Hydrogen fuel cells to compete with diesel truck engines by 2030: Cummins

June 17, 2021

Hydrogen fuel cell trucks could compete with diesel engine vehicles on a total cost of ownership basis before 2030, the head of new power engineering at engine and generator producer Cummins told S&P Global Platts.

Falling costs of renewable hydrogen and fuel cell production were bringing down the total cost of ownership (TCO) of fuel cell electric trucks, Cummins Vice President for New Power Engineering Jonathan Wood said in an interview June 16.

“We think towards the end of this decade, we will be getting closer to TCO parity with a diesel engine,” Wood said.

“It does depend on region, it does depend on application, it does depend on electricity pricing … but that is the time frame we think we will be getting close on TCO on some heavy-duty applications where we can get to low-cost hydrogen production,” he said.

Wood said the future of heavy-duty land transport would be hydrogen fuel cell or battery electric, as economies sought to meet zero-emission targets.
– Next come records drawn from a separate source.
#[cfg(test)]
mod tests {
    use super::*;
    use oysterpack_smart_contract::components::contract_operator::ContractOperatorComponent;
    use oysterpack_smart_fungible_token::{components::fungible_token::FungibleTokenConfig, Metadata};
    use oysterpack_smart_near_test::*;
    use std::collections::HashMap;

    const OPERATOR: &str = "operator";
    const ALICE: &str = "alice";
    const BOB: &str = "bob";
    const REWARD_TOKEN: TokenId = TokenId(2);
    const BOARDROOM: BoardroomId = BoardroomId(1);

    /// epoch gated balances are set directly by the tests
    #[derive(Debug, Clone, PartialEq, Default)]
    struct MockVault {
        total_staked: u128,
        balances_from_last_epoch: HashMap<String, u128>,
        disconnected_deposits: HashMap<String, u128>,
    }

    impl MockVault {
        fn stake(&mut self, account_id: &str, amount: u128) {
            self.total_staked += amount;
            *self
                .balances_from_last_epoch
                .entry(account_id.to_string())
                .or_default() += amount;
        }

        fn stake_while_disconnected(&mut self, account_id: &str, amount: u128) {
            self.stake(account_id, amount);
            *self
                .disconnected_deposits
                .entry(account_id.to_string())
                .or_default() += amount;
        }
    }

    impl StakeBalances for MockVault {
        fn total_staked(&self) -> TokenAmount {
            self.total_staked.into()
        }

        fn balance_of(&self, account_id: &str) -> TokenAmount {
            self.balance_from_last_epoch(account_id)
        }

        fn balance_from_last_epoch(&self, account_id: &str) -> TokenAmount {
            self.balances_from_last_epoch
                .get(account_id)
                .cloned()
                .unwrap_or_default()
                .into()
        }

        fn connected_balance(&self, account_id: &str) -> TokenAmount {
            let disconnected_deposits = self
                .disconnected_deposits
                .get(account_id)
                .cloned()
                .unwrap_or_default();
            (*self.balance_from_last_epoch(account_id) - disconnected_deposits).into()
        }

        fn balance_without_bonded(&self, account_id: &str) -> TokenAmount {
            self.balance_from_last_epoch(account_id)
        }
    }

    fn deploy(ctx: &mut VMContext) -> BoardroomComponent<MockVault> {
        testing_env!(ctx.clone());
        ContractOperatorComponent.deploy(to_valid_account_id(OPERATOR));
        let mut reward_token = FungibleTokenComponent::new(REWARD_TOKEN);
        reward_token.deploy(FungibleTokenConfig {
            metadata: Metadata::new("ARTH", "ARTH", 18),
        });
        reward_token.ft_mint(OPERATOR.into(), 1_000_000.into());

        let boardroom = BoardroomComponent::new(BOARDROOM, MockVault::default());
        boardroom.deploy(BoardroomConfig {
            reward_token: REWARD_TOKEN,
        });
        boardroom
    }

    fn reward_balance(account_id: &str) -> TokenAmount {
        FungibleTokenComponent::new(REWARD_TOKEN).ft_balance(account_id.into())
    }

    #[test]
    fn allocate_and_claim() {
        let mut ctx = new_context(OPERATOR);
        let mut boardroom = deploy(&mut ctx);
        assert_eq!(boardroom.ops_boardroom_current_epoch(), Epoch::FIRST);
        assert!(boardroom.ops_boardroom_latest_snapshot().is_none());

        boardroom.vault.stake(ALICE, 300);
        boardroom.vault.stake(BOB, 100);

        ctx.block_timestamp = 1000;
        testing_env!(ctx.clone());
        let snapshot = boardroom.ops_boardroom_allocate_seigniorage(400.into());
        assert_eq!(snapshot.epoch, Epoch(1));
        assert_eq!(snapshot.reward_received, 400.into());
        assert_eq!(snapshot.timestamp, 1000.into());
        assert_eq!(
            get_logs(),
            vec![LOG_EVENT_REWARD_ADDED.message("boardroom=1 operator=operator amount=400 epoch=1")]
        );
        assert_eq!(boardroom.ops_boardroom_current_epoch(), Epoch(2));
        assert_eq!(boardroom.ops_boardroom_latest_snapshot(), Some(snapshot));
        assert_eq!(boardroom.ops_boardroom_snapshot(Epoch(1)), Some(snapshot));
        assert!(boardroom.ops_boardroom_snapshot(Epoch(0)).is_none());
        assert!(boardroom.ops_boardroom_snapshot(Epoch(2)).is_none());
        assert_eq!(reward_balance(OPERATOR), (1_000_000 - 400).into());
        assert_eq!(
            FungibleTokenComponent::new(REWARD_TOKEN).ft_balance(boardroom.custody()),
            400.into()
        );

        assert_eq!(boardroom.ops_boardroom_earned(to_valid_account_id(ALICE)), 300.into());
        assert_eq!(boardroom.ops_boardroom_earned(to_valid_account_id(BOB)), 100.into());

        call_as(&mut ctx, ALICE);
        assert_eq!(boardroom.ops_boardroom_claim_reward(), 300.into());
        assert_eq!(
            get_logs(),
            vec![LOG_EVENT_REWARD_PAID.message("boardroom=1 account_id=alice amount=300")]
        );
        assert_eq!(reward_balance(ALICE), 300.into());
        assert_eq!(
            boardroom.ops_boardroom_reward_record(to_valid_account_id(ALICE)),
            Some(RewardRecord {
                last_snapshot_index: 1,
                accrued: TokenAmount::zero()
            })
        );

        // claiming again pays nothing
        call_as(&mut ctx, ALICE);
        assert_eq!(boardroom.ops_boardroom_claim_reward(), TokenAmount::zero());
        assert!(get_logs().is_empty());
        assert_eq!(reward_balance(ALICE), 300.into());
        assert_eq!(boardroom.ops_boardroom_earned(to_valid_account_id(ALICE)), TokenAmount::zero());
        assert_eq!(boardroom.ops_boardroom_earned(to_valid_account_id(BOB)), 100.into());
        assert_eq!(boardroom.ops_boardroom_total_allocated(), 400.into());
        assert_eq!(boardroom.ops_boardroom_total_paid(), 300.into());
    }

    #[test]
    fn stake_added_while_disconnected_only_earns_after_the_connect_point() {
        let mut ctx = new_context(OPERATOR);
        let mut boardroom = deploy(&mut ctx);
        boardroom.vault.stake(ALICE, 100);
        boardroom.checkpoint(ALICE, TokenAmount::zero(), TokenAmount::zero());
        boardroom.ops_boardroom_allocate_seigniorage(200.into());
        boardroom.ops_boardroom_allocate_seigniorage(200.into());

        boardroom.vault.stake_while_disconnected(ALICE, 100);
        boardroom.vault.stake_while_disconnected(BOB, 100);
        boardroom.connect();
        assert!(boardroom
            .ops_boardroom_reward_record(to_valid_account_id(BOB))
            .is_none());
        assert_eq!(boardroom.ops_boardroom_earned(to_valid_account_id(BOB)), TokenAmount::zero());

        // alice 200, bob 100
        boardroom.ops_boardroom_allocate_seigniorage(300.into());
        assert_eq!(boardroom.ops_boardroom_earned(to_valid_account_id(BOB)), 100.into());
        // snapshots before the connect are settled at the 100 alice held when they were taken
        assert_eq!(boardroom.ops_boardroom_earned(to_valid_account_id(ALICE)), 600.into());

        call_as(&mut ctx, ALICE);
        assert_eq!(boardroom.ops_boardroom_claim_reward(), 600.into());
        call_as(&mut ctx, BOB);
        assert_eq!(boardroom.ops_boardroom_claim_reward(), 100.into());
        assert_eq!(
            FungibleTokenComponent::new(REWARD_TOKEN).ft_balance(boardroom.custody()),
            TokenAmount::zero()
        );
        assert_eq!(
            boardroom.ops_boardroom_total_paid(),
            boardroom.ops_boardroom_total_allocated()
        );
    }

    #[test]
    fn checkpoint_settles_at_eligible_balance() {
        let mut ctx = new_context(OPERATOR);
        let mut boardroom = deploy(&mut ctx);
        boardroom.vault.stake(ALICE, 100);
        boardroom.vault.stake(BOB, 100);

        boardroom.ops_boardroom_allocate_seigniorage(200.into());
        // alice's stake changes - the vault settles the pending snapshot at 100
        boardroom.checkpoint(ALICE, 100.into(), 100.into());
        assert_eq!(
            boardroom.ops_boardroom_reward_record(to_valid_account_id(ALICE)),
            Some(RewardRecord {
                last_snapshot_index: 1,
                accrued: 100.into()
            })
        );
        boardroom.vault.stake(ALICE, 200);

        // second allocation: alice 300, bob 100
        boardroom.ops_boardroom_allocate_seigniorage(400.into());
        assert_eq!(boardroom.ops_boardroom_earned(to_valid_account_id(ALICE)), 400.into());
        assert_eq!(boardroom.ops_boardroom_earned(to_valid_account_id(BOB)), 200.into());

        // checkpoint with nothing pending does not change the accrued rewards
        boardroom.checkpoint(ALICE, 300.into(), 300.into());
        boardroom.checkpoint(ALICE, 300.into(), 300.into());
        assert_eq!(boardroom.ops_boardroom_earned(to_valid_account_id(ALICE)), 400.into());
    }

    #[test]
    fn claim_with_nothing_earned() {
        let mut ctx = new_context(OPERATOR);
        let mut boardroom = deploy(&mut ctx);

        call_as(&mut ctx, ALICE);
        assert_eq!(boardroom.ops_boardroom_claim_reward(), TokenAmount::zero());
        assert!(get_logs().is_empty());
    }

    #[test]
    #[should_panic(expected = "[ERR] [ZERO_TOTAL_STAKE]")]
    fn allocate_with_zero_total_stake() {
        let mut ctx = new_context(OPERATOR);
        let mut boardroom = deploy(&mut ctx);

        boardroom.ops_boardroom_allocate_seigniorage(100.into());
    }

    #[test]
    #[should_panic(expected = "[ERR] [INVALID_AMOUNT]")]
    fn allocate_zero() {
        let mut ctx = new_context(OPERATOR);
        let mut boardroom = deploy(&mut ctx);
        boardroom.vault.stake(ALICE, 100);

        boardroom.ops_boardroom_allocate_seigniorage(TokenAmount::zero());
    }

    #[test]
    #[should_panic(expected = "[ERR] [PERMISSION_DENIED] caller is not the operator")]
    fn allocate_as_non_operator() {
        let mut ctx = new_context(OPERATOR);
        let mut boardroom = deploy(&mut ctx);
        boardroom.vault.stake(ALICE, 100);

        call_as(&mut ctx, ALICE);
        boardroom.ops_boardroom_allocate_seigniorage(TokenAmount::zero());
    }

    #[test]
    #[should_panic(expected = "[ERR] [INSUFFICIENT_BALANCE]")]
    fn allocate_more_than_operator_balance() {
        let mut ctx = new_context(OPERATOR);
        let mut boardroom = deploy(&mut ctx);
        boardroom.vault.stake(ALICE, 100);

        boardroom.ops_boardroom_allocate_seigniorage(1_000_001.into());
    }

    #[test]
    #[should_panic(expected = "[ERR] [BOARDROOM_NOT_DEPLOYED]")]
    fn boardroom_not_deployed() {
        let mut ctx = new_context(OPERATOR);
        deploy(&mut ctx);

        BoardroomComponent::new(BoardroomId(9), MockVault::default()).ops_boardroom_current_epoch();
    }
}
The timing of the transition was uncertain, he said, but noted that diesel would not form a part of the future energy mix in this segment.

Scaling up

US-based Cummins makes 1.3 million internal combustion engines a year, with current volumes giving a large price advantage to diesel trucks.

“If you run a commercial vehicle, the two biggest costs in the total cost of ownership are the price of fuel and the driver,” Wood said.

While fuel cell production was very small, “costs are coming down, the manufacturing supply chain is getting in place, we are starting to see lower-cost materials,” he said.

As well as falling total costs of ownership, fuel availability and grid developments to support the rollout of hydrogen infrastructure would define the success of fuel cells, but Wood was bullish.

“In heavy duty, we think hydrogen will dominate because you have got ease of refueling, and very fast refueling,” Wood said. “You have got range flexibility, duty cycle flexibility, and high levels of efficiency from the fuel cell itself.”

However, battery electric solutions for heavy transport might dominate in urban centers where a centralized charging system and fixed routes made battery infrastructure easier to manage, he said.